Licznik odwiedzin: 22206635
Nie płacznie nad Janem Pałwem II
Nie płacznie nad Janem Pałwem II
Wincenty Pipka
2023-03-19

   Jak bardzo wszyscy się od Niego uzależniliśmy i jak wiele znaczył widać teraz, gdy ci, którym od dawna nie pasował, w końcu mogą powiedzieć: My mamy prawo, a według prawa powinien on zginąć. Entuzjazm, z jakim przyjęto rzekomy dowód na to, że Jan Paweł II popełniał błędy, wybuchł niemal taki sam, jak po ogłoszeniu wyboru Kardynała Karola Wojtyły na Papieża. Z jedną różnicą, że tamto wydarzenie przypominało Niedzielę Palmową, a obecne Wielki Piątek. I tu zaczynają się rekolekcje.

   Myślę, że Jan Paweł II mógłby śmiało powiedzieć: jam jawnie nauczał przed światem. W różnych krajach. Przez 27 lat. Zapytaj tych, którzy są świadkami tego, czego nauczałem nie tylko słowem, ale postawą i przykładem. Jezus za podobne słowa został spoliczkowany. Poprosił o twarde dowody winy. Jak wiemy został zgładzony na podstawie fałszywych świadectw, które kupili i kapłani, i piłat, i zmanipulowany tłum.

   Idąc dalej śladami Jezusa i Jego ucznia Jana Pawła II, spróbujmy się przenieść jeszcze do Wieczernika, gdzie Jezus przepowiedział: uderzą Pasterza, a rozproszą się owce. Gdzie są dziś ci, którzy wślizgiem na Placu Świętego Piotra prześcigali się po Papieski różaniec, czy też ostatnie zmięte euro z bólem serca oddawali za zdjęcie z audiencji, aby ozdobić gabinety? Przyjaciele JPII? Pokolenie JPII? Choćby wszyscy zwątpili, ja nigdy! - Nie ma lepszego od Jana Pawła II.

   Zróbmy krok dalej w rekolekcjach przygotowanych na ten Wielki Post przez Jana Pawła II: Ogrójec. Czuwajcie i módlcie się, abyście nie ulegli pokusie!. Czuwanie było, gdy był zamach, gdy nasz Papież przyjeżdżał, gdy był wyjazd do Rzymu, gdy zmarł. Ale potem?

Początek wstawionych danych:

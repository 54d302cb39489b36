use crate::config::ReportConfig;

use super::super::domain::CandidateContact;
use super::super::evaluation::Report;
use super::{RenderError, ReportRenderer};

const TITLE: &str = "PARTNERSHIP APPLICATION VETTING REPORT";

/// Clipboard-friendly plain text block shown to reviewers and attached to notifications.
#[derive(Debug, Clone, Default)]
pub struct PlainTextRenderer {
    config: ReportConfig,
}

impl PlainTextRenderer {
    pub fn new(config: ReportConfig) -> Self {
        Self { config }
    }

    pub fn render_text(&self, contact: &CandidateContact, report: &Report) -> String {
        let mut lines = vec![TITLE.to_string(), "=".repeat(TITLE.len())];

        lines.push(format!("Candidate: {}", contact.full_name.trim()));
        lines.push(format!("Email: {}", contact.email.trim()));
        for (label, value) in [
            ("Phone", &contact.phone),
            ("Location", &contact.location),
            ("LinkedIn", &contact.linkedin_url),
        ] {
            if let Some(value) = value.as_deref().map(str::trim).filter(|v| !v.is_empty()) {
                lines.push(format!("{label}: {value}"));
            }
        }

        lines.push(String::new());
        lines.push(format!("Score: {}", report.score));
        lines.push(format!("Priority: {}", report.priority.label()));
        lines.push(format!("Compensation: {}", report.compensation_summary));

        lines.push(String::new());
        lines.push(format!("Flags ({}):", report.flags.len()));
        if report.flags.is_empty() {
            lines.push("- none".to_string());
        }
        for flag in &report.flags {
            lines.push(format!("- [{}] {}", flag.severity.marker(), flag.message()));
        }

        lines.push(String::new());
        lines.push(format!("Strengths ({}):", report.strengths.len()));
        if report.strengths.is_empty() {
            lines.push("- none".to_string());
        }
        for strength in &report.strengths {
            lines.push(format!("- {}", strength.message()));
        }

        lines.push(String::new());
        lines.push(format!("Generated: {}", self.timestamp(report)));

        lines.join("\n")
    }

    fn timestamp(&self, report: &Report) -> String {
        let local = report.generated_at.with_timezone(&self.config.utc_offset);
        format!(
            "{} {}",
            local.format("%Y-%m-%d %H:%M:%S"),
            self.config.zone_label
        )
    }
}

impl ReportRenderer for PlainTextRenderer {
    fn render(&self, contact: &CandidateContact, report: &Report) -> Result<String, RenderError> {
        Ok(self.render_text(contact, report))
    }
}
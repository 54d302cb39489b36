use std::sync::Arc;

use super::common::*;
use crate::config::ReportConfig;
use crate::vetting::domain::{ApplicationId, ReviewStatus};
use crate::vetting::evaluation::Priority;
use crate::vetting::repository::{ApplicationRepository, RepositoryError};
use crate::vetting::service::RECEIVED_TEMPLATE;
use crate::vetting::{ApplicationServiceError, PartnerVettingService};

#[test]
fn submit_stores_scored_record_and_notifies() {
    let (service, repository, notifier) = build_service();

    let record = service.submit(submission()).expect("submission succeeds");

    assert!(record.id.0.starts_with("pv-"));
    assert_eq!(record.status, ReviewStatus::PendingReview);
    assert_eq!(record.report.score, FAVORABLE_SCORE);
    assert_eq!(record.report.priority, Priority::High);
    assert!(record.rendered_report.contains("Candidate: Jordan Rivera"));

    let stored = repository
        .fetch(&record.id)
        .expect("fetch succeeds")
        .expect("record present");
    assert_eq!(stored.rendered_report, record.rendered_report);

    let events = notifier.events();
    assert_eq!(events.len(), 1);
    assert_eq!(events[0].template, RECEIVED_TEMPLATE);
    assert_eq!(events[0].application_id, record.id);
    assert_eq!(
        events[0].details.get("priority").map(String::as_str),
        Some("HIGH")
    );
}

#[test]
fn unconfirmed_applicants_are_auto_rejected() {
    let (service, _, notifier) = build_service();

    let record = service
        .submit(unconfirmed_submission())
        .expect("submission succeeds");

    assert_eq!(record.status, ReviewStatus::AutoRejected);
    assert_eq!(record.report.score, 0);
    assert_eq!(
        notifier.events()[0].details.get("status").map(String::as_str),
        Some("auto_rejected")
    );
}

#[test]
fn submit_propagates_intake_rejections() {
    let (service, repository, notifier) = build_service();

    match service.submit(invalid_contact_submission()) {
        Err(ApplicationServiceError::Intake(rejection)) => {
            assert_eq!(rejection.errors.len(), 2)
        }
        other => panic!("expected intake rejection, got {other:?}"),
    }
    assert_eq!(repository.len(), 0);
    assert!(notifier.events().is_empty());
}

#[test]
fn notification_failures_do_not_fail_submission() {
    let repository = Arc::new(MemoryRepository::default());
    let service = PartnerVettingService::new(
        repository.clone(),
        Arc::new(OfflineNotifier),
        ReportConfig::default(),
    );

    let record = service.submit(submission()).expect("stored despite notifier");

    assert!(repository.fetch(&record.id).expect("fetch").is_some());
}

#[test]
fn submit_propagates_repository_conflicts() {
    let service = PartnerVettingService::new(
        Arc::new(ConflictRepository),
        Arc::new(MemoryNotifier::default()),
        ReportConfig::default(),
    );

    match service.submit(submission()) {
        Err(ApplicationServiceError::Repository(RepositoryError::Conflict)) => {}
        other => panic!("expected conflict, got {other:?}"),
    }
}

#[test]
fn preview_scores_without_storing() {
    let (service, repository, notifier) = build_service();

    let preview = service.preview(submission()).expect("preview succeeds");

    assert_eq!(preview.score, FAVORABLE_SCORE);
    assert_eq!(preview.priority, "HIGH");
    assert!(preview.flags.is_empty());
    assert!(!preview.strengths.is_empty());
    assert!(preview.report.contains("Score: 172"));
    assert_eq!(repository.len(), 0);
    assert!(notifier.events().is_empty());
}

#[test]
fn get_propagates_not_found() {
    let (service, _, _) = build_service();

    match service.get(&ApplicationId("missing".to_string())) {
        Err(ApplicationServiceError::Repository(RepositoryError::NotFound)) => {}
        other => panic!("expected not found error, got {other:?}"),
    }
}

#[test]
fn recent_returns_stored_records() {
    let (service, _, _) = build_service();
    service.submit(submission()).expect("first");
    service.submit(unconfirmed_submission()).expect("second");

    let recent = service.recent(10).expect("recent succeeds");
    assert_eq!(recent.len(), 2);
    assert_eq!(service.recent(1).expect("recent succeeds").len(), 1);
}

#[test]
fn status_view_echoes_report() {
    let (service, _, _) = build_service();
    let record = service.submit(submission()).expect("submission succeeds");

    let view = record.status_view();

    assert_eq!(view.application_id, record.id);
    assert_eq!(view.status, "pending_review");
    assert_eq!(view.score, FAVORABLE_SCORE);
    assert_eq!(view.priority, "HIGH");
    assert_eq!(view.report, record.rendered_report);
}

Gdy nieubłaganie nadciągała ciemna noc? Gdy wiadomo było, że muszą nadjeść zgorszenia, bo niepodobna, by nie nadeszły, zarówno z zewnątrz Kościoła, jak i z wewnątrz? Na nie trzeba było się przygotować. Na to mocne uderzenie szatana przez ludzkie grzechy. A kto potrafił wytrwać godzinę z Jezusem? Przez te wszystkie lata. Nie z Janem Paweł II, ale z Jezusem. Bo Jan Paweł II nigdy nie chciał, żeby Jego adorowano, tylko by adorowano Jezusa. Pewnie Jemu samemu bardziej przeszkadzały stawiane Mu pomniki, niż Jego najzagorzalszym przeciwnikom. Przecież nie On je stawiał ani na Jego polecenie nie powstawały! I pewnie są potrzebne, ale dużo bardziej, jak widać była i jest potrzebna modlitwa. Nigdy nie jest za późno. Śpicie jeszcze i odpoczywacie? Módlcie się, abyście nie ulegli pokusie - zdaje się dziś powtarzać za Jezusem w swoim powtórnym nawiedzeniu Ojczyzny Jan Paweł II.

   Po zarzutach wobec Papieża byli tacy, którzy rzucili się do obrony, czasem z dużym zapałem. Schowaj miecz do pochwy, czy myślisz, że Bóg nie mógłby odeprzeć takiego ataku?. Walka takimi metodami to nie jest domena Boga. Widocznie coś innego musi się wypełnić, skoro Bóg na to pozwala. Piłatowi tez się zdawało, że ma jakąś władzę nad Jezusem, ale dość szybko został sprowadzony do parteru stwierdzeniem, że ma tyle władzy ile dane mu zostało z Góry. Z całą pewność wrzawa wokół Jana Pawła II ma dużo szersze znaczenie niż dziś widzimy i przyniesie owoce, których nie spodziewali się oskarżyciele. Wzorem Mistrza wypadałoby zatem powiedzieć to jest wasza godzina i panowanie ciemności.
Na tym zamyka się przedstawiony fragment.